根据至少一个公共值对 ID 进行分组

Grouping Ids based on at least one common values

我有一个列表,其元素是整数,如果它们至少共享一个值,我想累积这些元素。对于那些与其他元素没有任何共同价值的元素,我希望它们保持原样。这是我的样本日期:

x <- list(c(1, 2), c(1, 2, 3), c(2, 3, 4), c(3, 4, 5), c(4, 5, 8), c(6, 9, 7), 7, c(5, 8), 10, 11)

这是我想要的输出:

desired_reult <- list(c(1, 2, 3, 4, 5, 8), 
                      c(6, 9, 7), 
                      10, 
                      11)

我想首先使用 purrr 中的 reduceaccumulate 函数,但欢迎任何其他 tidyverse 解决方案。到目前为止我已经尝试过这个解决方案,但它只给了我一个 union 并且显然放弃了其余的:

x %>% 
  reduce(~ if(any(.x %in% .y)) union(.x, .y) else .x)

[1] 1 2 3 4 5 8

总的来说,我正在寻找一种方法来将具有公共值的整数 (id) 分组,例如一种聚类,但不幸的是,到目前为止我的努力都是徒劳的。

非常感谢您的提前帮助。

我怀疑有一套覆盖解决方案,但在此期间,这里有一个图形方法:

首先,让我们将整数向量转换为边列表,以便将其制成图形。我们可以使用 expand.grid.

library(igraph)
edgelist <- do.call(rbind,lapply(x,\(x)expand.grid(x,x))) #R version >= 4.1.0

现在我们有两列 data.frame 显示所有整数(一组边)之间的连接。

igraph::graph.data.frame可以很方便的据此做图

从那里我们可以使用 igraph::components 来提取连通分量。

g <- graph.data.frame(edgelist)
split(names(components(g)$membership),components(g)$membership)
#$`1`
#[1] "1" "2" "3" "4" "5" "8"
#$`2`
#[1] "6" "9" "7"
#$`3`
#[1] "10"
#$`4`
#[1] "11"

或使用 Tidyverse:

library(dplyr); library(purrr)
map_dfr(x, ~expand.grid(.x,.x)) %>%
  graph.data.frame() %>%
  components() %>% 
  pluck(membership) %>%
  stack() %>%
  {split(as.numeric(as.character(.[,2])),.[,1])}

$`1`
[1] 1 2 3 4 5 8

$`2`
[1] 6 9 7

$`3`
[1] 10

$`4`
[1] 11

一种方法:

i 与 j 相邻当且仅当 intersect(i, j) != 空集。我们想找到在位置 (i,j) 上有 1 个矩阵的连通分量当且仅当集合 i 与集合 j 相邻,否则为 0。前 4 行构建邻接矩阵,第 5 行和第 6 行找到连接的组件,其余的是根据该成员资格拆分列表并取唯一值。

library(tidyverse)
library(igraph)

map(x, function(a) map_int(x, ~length(base::intersect(a, .x)) > 0) * 1L) %>% 
  reduce(rbind) %>%
  graph.adjacency() %>%
  as.undirected() %>%
  components() %>%
  pluck("membership") %>%
  split(seq_along(.), .) %>%
  map(~unique(unlist(x[.x])))

感谢我亲爱的朋友@Ian Canmpbell 介绍的非常有用的信息 post,我想挑战自己为此目的编写一个自定义函数。

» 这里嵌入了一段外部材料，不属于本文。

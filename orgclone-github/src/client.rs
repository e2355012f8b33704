//! GitHub REST client for the organization repository listing

use std::time::Duration;

use async_trait::async_trait;
use orgclone_core::{GitHubConfig, RepositoryDescriptor};
use reqwest::header::{HeaderMap, HeaderValue, ACCEPT, AUTHORIZATION, USER_AGENT};
use reqwest::StatusCode;
use tracing::{debug, info, warn};
use url::Url;

use crate::lister::{PageSource, RepositoryLister};
use crate::{Error, Result};

/// Explicit settings for [`GitHubClient`]
#[derive(Clone)]
pub struct ClientConfig {
    /// Base URL of the REST API
    pub api_url: String,
    /// Token sent as a bearer credential, if any
    pub token: Option<String>,
    /// Repositories per page
    pub per_page: u32,
    /// Pause between page requests
    pub page_delay: Duration,
    /// Timeout for each request
    pub request_timeout: Duration,
    /// User-Agent header, required by the GitHub API
    pub user_agent: String,
}

impl std::fmt::Debug for ClientConfig {
    fn fmt(&self, f: &mut std::fmt::Formatter<'_>) -> std::fmt::Result {
        f.debug_struct("ClientConfig")
            .field("api_url", &self.api_url)
            .field("token", &self.token.as_ref().map(|_| "<redacted>"))
            .field("per_page", &self.per_page)
            .field("page_delay", &self.page_delay)
            .field("request_timeout", &self.request_timeout)
            .field("user_agent", &self.user_agent)
            .finish()
    }
}

impl ClientConfig {
    /// Build client settings from the loaded configuration and an optional token
    pub fn new(config: &GitHubConfig, token: Option<String>) -> Self {
        // Blank tokens behave like no token
        let token = token
            .map(|t| t.trim().to_string())
            .filter(|t| !t.is_empty());

        Self {
            api_url: config.api_url.clone(),
            token,
            per_page: config.per_page,
            page_delay: config.page_delay,
            request_timeout: config.request_timeout,
            user_agent: format!("orgclone/{}", env!("CARGO_PKG_VERSION")),
        }
    }
}

/// GitHub API client for listing organization repositories
pub struct GitHubClient {
    http: reqwest::Client,
    config: ClientConfig,
    base: Url,
}

impl GitHubClient {
    /// Create a client from explicit settings
    ///
    /// Without a token requests are unauthenticated and subject to lower
    /// rate limits; callers can check [`GitHubClient::is_authenticated`].
    pub fn new(config: ClientConfig) -> Result<Self> {
        let base = Url::parse(&config.api_url)
            .map_err(|e| Error::Config(format!("Invalid API URL '{}': {}", config.api_url, e)))?;

        let mut headers = HeaderMap::new();
        headers.insert(ACCEPT, HeaderValue::from_static("application/vnd.github.v3+json"));
        headers.insert(
            USER_AGENT,
            HeaderValue::from_str(&config.user_agent)
                .map_err(|e| Error::Config(format!("Invalid user agent: {}", e)))?,
        );

        if let Some(ref token) = config.token {
            let mut value = HeaderValue::from_str(&format!("Bearer {}", token))
                .map_err(|_| Error::Config("GitHub token contains invalid characters".to_string()))?;
            value.set_sensitive(true);
            headers.insert(AUTHORIZATION, value);
        } else {
            warn!("No GitHub token provided. API rate limits will be lower.");
        }

        let http = reqwest::Client::builder()
            .default_headers(headers)
            .timeout(config.request_timeout)
            .build()?;

        info!(api_url = %config.api_url, authenticated = config.token.is_some(), "Created GitHub client");

        Ok(Self { http, config, base })
    }

    /// Whether requests carry a token
    pub fn is_authenticated(&self) -> bool {
        self.config.token.is_some()
    }

    /// Settings this client was built with
    pub fn config(&self) -> &ClientConfig {
        &self.config
    }

    /// Wrap this client in a paginating lister using its page settings
    pub fn into_lister(self) -> RepositoryLister<GitHubClient> {
        let per_page = self.config.per_page;
        let page_delay = self.config.page_delay;
        RepositoryLister::new(self)
            .with_per_page(per_page)
            .with_page_delay(page_delay)
    }

    /// URL of one page of `GET /orgs/{org}/repos`
    pub fn page_url(&self, org: &str, page: u32, per_page: u32) -> Result<Url> {
        let mut url = self.base.clone();
        url.path_segments_mut()
            .map_err(|_| Error::Config(format!("API URL cannot be a base: {}", self.base)))?
            .pop_if_empty()
            .extend(["orgs", org, "repos"]);

        url.query_pairs_mut()
            .append_pair("page", &page.to_string())
            .append_pair("per_page", &per_page.to_string())
            .append_pair("type", "all")
            .append_pair("sort", "updated")
            .append_pair("direction", "desc");

        Ok(url)
    }
}

impl std::fmt::Debug for GitHubClient {
    fn fmt(&self, f: &mut std::fmt::Formatter<'_>) -> std::fmt::Result {
        f.debug_struct("GitHubClient")
            .field("config", &self.config)
            .finish_non_exhaustive()
    }
}

#[async_trait]
impl PageSource for GitHubClient {
    async fn fetch_page(
        &self,
        org: &str,
        page: u32,
        per_page: u32,
    ) -> Result<Vec<RepositoryDescriptor>> {
        let url = self.page_url(org, page, per_page)?;
        debug!(org, page, per_page, "Fetching repository page");

        let response = self.http.get(url).send().await?;
        let status = response.status();
        let body = response.text().await?;

        check_status(org, status, body.as_str())?;

        serde_json::from_str(&body)
            .map_err(|e| Error::Parse(format!("Failed to parse repository page {}: {}", page, e)))
    }
}

/// Map a listing response status to the error taxonomy
fn check_status(org: &str, status: StatusCode, body: &str) -> Result<()> {
    match status {
        StatusCode::NOT_FOUND => Err(Error::NotFound(org.to_string())),
        StatusCode::FORBIDDEN => Err(Error::RateLimited),
        s if !s.is_success() => Err(Error::Api {
            status: s.as_u16(),
            body: body.to_string(),
        }),
        _ => Ok(()),
    }
}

它仍然是第一个版本,虽然不是很优雅并且肯定可以大大改进但是现在它是稳定的因为我在一些输入上尝试它并没有让人失望。

anoush <- function(x) {
# First we check whether x is a list

  stopifnot(is.list(x)) 

# Then we take every element of the input and calculate the intersect between
# that element & others. In case there were some we would store the indices 
# in `vec` vector. So in the end we have a list called `ind` whose elements 
# are all the indices connected with the corresponding elements of the original 
# list for example first element of `ind` is `1`, `2`, `3` which means in 
# the original list these elements have common values.
  
  ind <- lapply(1:length(x), function(a) {
    vec <- c()
    for(i in 1:length(x)) {
      if(length(unique(base::intersect(x[[a]], x[[i]]))) > 0) {
        vec <- c(vec, i)
      }
    }
    vec 
    })

# Then we go on to again compare each element of `ind` with other elements
# in case there were any intersect, we will calculate the `union` of them.
# for each element we will end up with a list of accumulated values but
# but in the end we use `Reduce` to capture only the last one. So for each
# element of `ind` we end up having a collection of indices that also 
# result in duplicated values. For example elements `1` through `5` of 
# `dup_ind` contains the same value cause in the original list these 
# elements have common values.

  dup_ind <- lapply(1:length(ind), function(a) {
    out <- c()
    for(i in 1:length(ind)) {
      if(length(unique(base::intersect(ind[[a]], ind[[i]]))) > 0) {
        out[[i]] <- union(ind[[a]], ind[[i]])
      }
      vec2 <- Reduce("union", out)
    }
    vec2
  }) 

# Here we get rid of the duplicated elements of the list by means of 
# `relist` funciton and since in this process all the duplicated elements
# will turn to `integer(0)` I have filtered those out.
  
  un <- unlist(dup_ind)
  res <- Map(`[`, dup_ind, relist(!duplicated(un), skeleton = dup_ind))
  res2 <- Filter(length, res)
  
  sapply(res2, function(a) unique(unlist(lapply(a, function(b) `[[`(x, b)))))
  
}

输出

> anoush(x)

[[1]]
[1] 1 2 3 4 5 8

[[2]]
[1] 6 9 7

[[3]]
[1] 10

[[4]]
[1] 11